Aims

Alzheimer’s disease (AD) is characterized pathologically by deposition of misfolded amyloid-β and tau proteins. However, protein-directed therapeutic strategies have shown limited clinical benefit, pointing to the need to examine pathogenesis from a broader lens.

Neurons each harbor somatic single nucleotide variants (sSNV) in their genomes, which increase with age, at a rate of ~15-20 sSNV per year. In AD, DNA damage is increased, with potentially significant effects on the genome of each cell.

Methods

We performed single-cell whole genome sequencing on neurons from AD and age-matched controls, using two independent genome amplification methods, and analyzed the burden of somatic mutations and associated nucleotide change signatures for mutational patterns.

Results

We found significantly increased sSNV in AD, with hundreds of additional somatic mutations per neuron, and a distinct mutation pattern.

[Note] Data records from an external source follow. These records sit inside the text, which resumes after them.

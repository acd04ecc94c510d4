// Data handler hooks for file-variants - pre-persist field adjustment and
// post-command reference fix-up around the host's record pipeline

use serde_json::Value;
use std::collections::{BTreeMap, HashMap};
use std::fmt;
use tracing::{debug, warn};

use crate::config::{HostConfig, VariantsConfig};
use crate::error::{CommandError, FileVariantsError, Result};
use crate::logging::utils::{command_span, datamap_span};
use crate::resolver::resolve_variant;
use crate::resources::{Folder, ResourceService};
use crate::store::{
    FileReferenceRecord, RecordStore, FILE_METADATA_TABLE, FILE_REFERENCE_TABLE, FILE_TABLE,
};

/// Tables whose file references are never rewritten by variant resolution
pub const EXCLUDED_REFERENCE_TABLES: [&str; 4] = [
    "pages",
    "pages_language_overlay",
    FILE_METADATA_TABLE,
    FILE_TABLE,
];

/// Persistence status of a record passing through the datamap
#[derive(Debug, Clone, Copy, PartialEq, Eq, Hash)]
pub enum RecordStatus {
    New,
    Update,
}

impl RecordStatus {
    /// Convert from the host's string representation
    #[allow(clippy::should_implement_trait)]
    pub fn from_str(s: &str) -> Result<Self> {
        match s {
            "new" => Ok(RecordStatus::New),
            "update" => Ok(RecordStatus::Update),
            _ => Err(FileVariantsError::Command(Box::new(
                CommandError::UnknownStatus {
                    status: s.to_string(),
                },
            ))),
        }
    }

    /// Convert to string representation
    pub fn as_str(&self) -> &'static str {
        match self {
            RecordStatus::New => "new",
            RecordStatus::Update => "update",
        }
    }
}

/// Structural commands the host's pipeline processes
#[derive(Debug, Clone, Copy, PartialEq, Eq, Hash)]
pub enum StructuralCommand {
    Copy,
    Move,
    Delete,
    Localize,
    CopyToLanguage,
}

impl StructuralCommand {
    /// Convert from the host's string representation
    #[allow(clippy::should_implement_trait)]
    pub fn from_str(s: &str) -> Result<Self> {
        match s {
            "copy" => Ok(StructuralCommand::Copy),
            "move" => Ok(StructuralCommand::Move),
            "delete" => Ok(StructuralCommand::Delete),
            "localize" => Ok(StructuralCommand::Localize),
            "copyToLanguage" => Ok(StructuralCommand::CopyToLanguage),
            _ => Err(FileVariantsError::Command(Box::new(
                CommandError::UnknownCommand {
                    command: s.to_string(),
                },
            ))),
        }
    }

    /// Convert to string representation
    pub fn as_str(&self) -> &'static str {
        match self {
            StructuralCommand::Copy => "copy",
            StructuralCommand::Move => "move",
            StructuralCommand::Delete => "delete",
            StructuralCommand::Localize => "localize",
            StructuralCommand::CopyToLanguage => "copyToLanguage",
        }
    }

    /// Get all supported commands
    pub fn all() -> Vec<StructuralCommand> {
        vec![
            StructuralCommand::Copy,
            StructuralCommand::Move,
            StructuralCommand::Delete,
            StructuralCommand::Localize,
            StructuralCommand::CopyToLanguage,
        ]
    }

    /// Commands that carry records into another language
    pub fn targets_language(&self) -> bool {
        matches!(
            self,
            StructuralCommand::Localize | StructuralCommand::CopyToLanguage
        )
    }
}

/// Identifier of a record in a command: a persisted uid or a placeholder
/// the pipeline assigned before persisting
#[derive(Debug, Clone, PartialEq, Eq, Hash)]
pub enum RecordId {
    Uid(i64),
    Placeholder(String),
}

impl RecordId {
    pub fn uid(value: i64) -> Self {
        RecordId::Uid(value)
    }

    pub fn placeholder(value: impl Into<String>) -> Self {
        RecordId::Placeholder(value.into())
    }
}

impl fmt::Display for RecordId {
    fn fmt(&self, f: &mut fmt::Formatter<'_>) -> fmt::Result {
        match self {
            RecordId::Uid(uid) => write!(f, "{uid}"),
            RecordId::Placeholder(placeholder) => write!(f, "{placeholder}"),
        }
    }
}

/// Loosely typed field set of a record passing through the datamap.
/// Hosts deliver values as numbers or numeric strings.
pub type FieldMap = HashMap<String, Value>;

/// What the pipeline reports after a structural command ran: placeholder
/// substitutions and the per-table mapping from source to copied records
#[derive(Debug, Clone, Default)]
pub struct CommandOutcome {
    new_ids: HashMap<String, i64>,
    copy_mapping: HashMap<String, BTreeMap<i64, i64>>,
}

impl CommandOutcome {
    pub fn new() -> Self {
        Self::default()
    }

    /// Record a placeholder substitution
    pub fn with_new_id(mut self, placeholder: impl Into<String>, uid: i64) -> Self {
        self.new_ids.insert(placeholder.into(), uid);
        self
    }

    /// Record a copied record in a table's copy mapping
    pub fn with_copied_record(
        mut self,
        table: impl Into<String>,
        source_uid: i64,
        copy_uid: i64,
    ) -> Self {
        self.copy_mapping
            .entry(table.into())
            .or_default()
            .insert(source_uid, copy_uid);
        self
    }

    /// Uid a placeholder was substituted with
    pub fn new_id(&self, placeholder: &str) -> Option<i64> {
        self.new_ids.get(placeholder).copied()
    }

    /// Copied record uids of a table, in source uid order
    pub fn copied_records(&self, table: &str) -> Vec<i64> {
        self.copy_mapping
            .get(table)
            .map(|mapping| mapping.values().copied().collect())
            .unwrap_or_default()
    }
}

/// The two lifecycle callbacks the host invokes around its record pipeline
pub struct DataHandlerHook {
    store: RecordStore,
    resources: ResourceService,
    config: VariantsConfig,
}

impl DataHandlerHook {
    /// Construct from the host configuration.
    ///
    /// Fails when the file_variants section is absent or invalid: without a
    /// variant storage and folder the metadata localization branch cannot run.
    pub fn new(store: RecordStore, host: &HostConfig) -> Result<Self> {
        let config = VariantsConfig::from_host(host)?;
        Ok(Self::with_config(store, config))
    }

    /// Construct with an already validated configuration
    pub fn with_config(store: RecordStore, config: VariantsConfig) -> Self {
        let resources = ResourceService::new(store.clone());
        DataHandlerHook {
            store,
            resources,
            config,
        }
    }

    /// Pre-persist adjustment of an incoming field set.
    ///
    /// A localized file reference arrives still pointing at the file its
    /// default-language original pointed at. When a variant exists for the
    /// reference's language, swap it into uid_local before the record is
    /// written. Anything else passes through untouched.
    pub fn post_process_field_array(
        &self,
        status: RecordStatus,
        table: &str,
        fields: &mut FieldMap,
    ) -> Result<()> {
        if table != FILE_REFERENCE_TABLE {
            return Ok(());
        }
        let _span = datamap_span(table).entered();

        let language = field_as_int(fields, "sys_language_uid").unwrap_or(0);
        if language <= 0 {
            return Ok(());
        }

        let current_file = field_as_int(fields, "uid_local").unwrap_or(0);
        if current_file <= 0 {
            return Ok(());
        }

        if let Some(variant) = resolve_variant(&self.store, language, current_file)? {
            debug!(
                status = status.as_str(),
                language = language,
                current_file = current_file,
                variant = variant,
                "Incoming reference adjusted to language variant"
            );
            fields.insert("uid_local".to_string(), Value::from(variant));
        }

        Ok(())
    }

    /// Post-command fix-up after the pipeline processed a structural command.
    ///
    /// Only localize and copyToLanguage are of interest: both produce copied
    /// references whose uid_local must be retargeted, and localizing metadata
    /// additionally spawns the physical variant copy.
    pub fn post_process_command(
        &self,
        command: StructuralCommand,
        table: &str,
        id: &RecordId,
        value: i64,
        outcome: &CommandOutcome,
    ) -> Result<()> {
        if !command.targets_language() {
            return Ok(());
        }
        let _span = command_span(command.as_str(), table).entered();

        let record_uid = Self::resolve_record_id(id, outcome)?;

        self.fix_up_copied_references(value, outcome)?;

        if table == FILE_METADATA_TABLE && command == StructuralCommand::Localize {
            self.localize_metadata(record_uid, value)?;
        }

        Ok(())
    }

    /// Retarget the references the command copied to the target language
    fn fix_up_copied_references(&self, language: i64, outcome: &CommandOutcome) -> Result<()> {
        for reference_uid in outcome.copied_records(FILE_REFERENCE_TABLE) {
            let reference = match self.store.get_reference(reference_uid)? {
                Some(record) => record,
                // Deleted or vanished since the command ran
                None => continue,
            };

            if !Self::is_relevant_reference(&reference) {
                debug!(
                    reference_uid = reference.uid,
                    table = %reference.tablenames,
                    "Reference attached to excluded table, left untouched"
                );
                continue;
            }

            if reference.uid_local <= 0 {
                continue;
            }

            if let Some(variant) = resolve_variant(&self.store, language, reference.uid_local)? {
                self.store.set_reference_target(reference.uid, variant)?;
            }
        }

        Ok(())
    }

    /// Localizing a metadata record is the moment a file gets its own language
    /// copy. The variant folder is provisioned and the content copied into it,
    /// then the copy is handed to the localized metadata row and to the
    /// references that already point at the root file in the target language.
    fn localize_metadata(&self, metadata_uid: i64, language: i64) -> Result<()> {
        let folder = self.prepare_storage_environment()?;

        let localized = match self.store.find_localized_metadata(metadata_uid, language)? {
            Some(record) => record,
            None => {
                return Err(FileVariantsError::Command(Box::new(
                    CommandError::MissingLocalizedMetadata {
                        record_uid: metadata_uid,
                        language,
                    },
                )))
            }
        };
        let root_file = localized.file;

        // Collect rewrite targets before any mutation happens
        let reference_uids: Vec<i64> = self
            .store
            .references_to_file_in_language(root_file, language)?
            .iter()
            .filter(|reference| Self::is_relevant_reference(reference))
            .map(|reference| reference.uid)
            .collect();

        let copy_uid = self.resources.copy_file_to_folder(root_file, &folder)?;

        if let Err(e) = self.store.finalize_metadata_localization(
            copy_uid,
            language,
            root_file,
            localized.uid,
            &reference_uids,
        ) {
            warn!(
                copy_uid = copy_uid,
                error = %e,
                "Taking back variant copy after failed finalization"
            );
            self.resources.remove_file(copy_uid);
            return Err(e);
        }

        debug!(
            metadata_uid = metadata_uid,
            language = language,
            root_file = root_file,
            copy_uid = copy_uid,
            reference_count = reference_uids.len(),
            "Metadata localization completed"
        );

        Ok(())
    }

    /// Locate the configured variant storage and make sure its folder exists
    fn prepare_storage_environment(&self) -> Result<Folder> {
        let storage = self
            .resources
            .retrieve_storage(self.config.variants_storage)?;
        let path = &self.config.variants_folder;

        if self.resources.has_folder(&storage, path) {
            Ok(Folder::new(storage.uid, path))
        } else {
            self.resources.create_folder(&storage, path)
        }
    }

    /// References attached to the excluded tables are never rewritten
    fn is_relevant_reference(reference: &FileReferenceRecord) -> bool {
        !EXCLUDED_REFERENCE_TABLES.contains(&reference.tablenames.as_str())
    }

    /// Resolve a command's record id to a persisted uid, fatal when impossible
    fn resolve_record_id(id: &RecordId, outcome: &CommandOutcome) -> Result<i64> {
        let uid = match id {
            RecordId::Uid(uid) => *uid,
            RecordId::Placeholder(placeholder) => outcome.new_id(placeholder).unwrap_or(-1),
        };

        if uid < 1 {
            return Err(FileVariantsError::Command(Box::new(
                CommandError::UnresolvedRecordId { id: id.to_string() },
            )));
        }

        Ok(uid)
    }
}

AD neurons show an increase in Signature C, which contains distinct nucleotide changes including C>A variants. We find elevated 8-Oxoguanine DNA lesions, evidence that these mutations may result from oxidative DNA damage. Mutations also show influences of transcription in sSNV generation. Somatic mutations are predicted to produce deleterious effects on the neuron, including gene inactivation and neoantigen-stimulated immune attack.

Conclusions

AD neurons show increased somatic mutations, with mutagenic causes that illuminate upstream components of disease pathogenesis, including DNA oxidation and transcription-coupled DNA repair. Somatic mutations further predispose neurons for dysfunction and death. The identification of somatic mutation accumulation as a novel element of neurodegeneration will enable further dissection of the cascade of events in disease pathogenesis.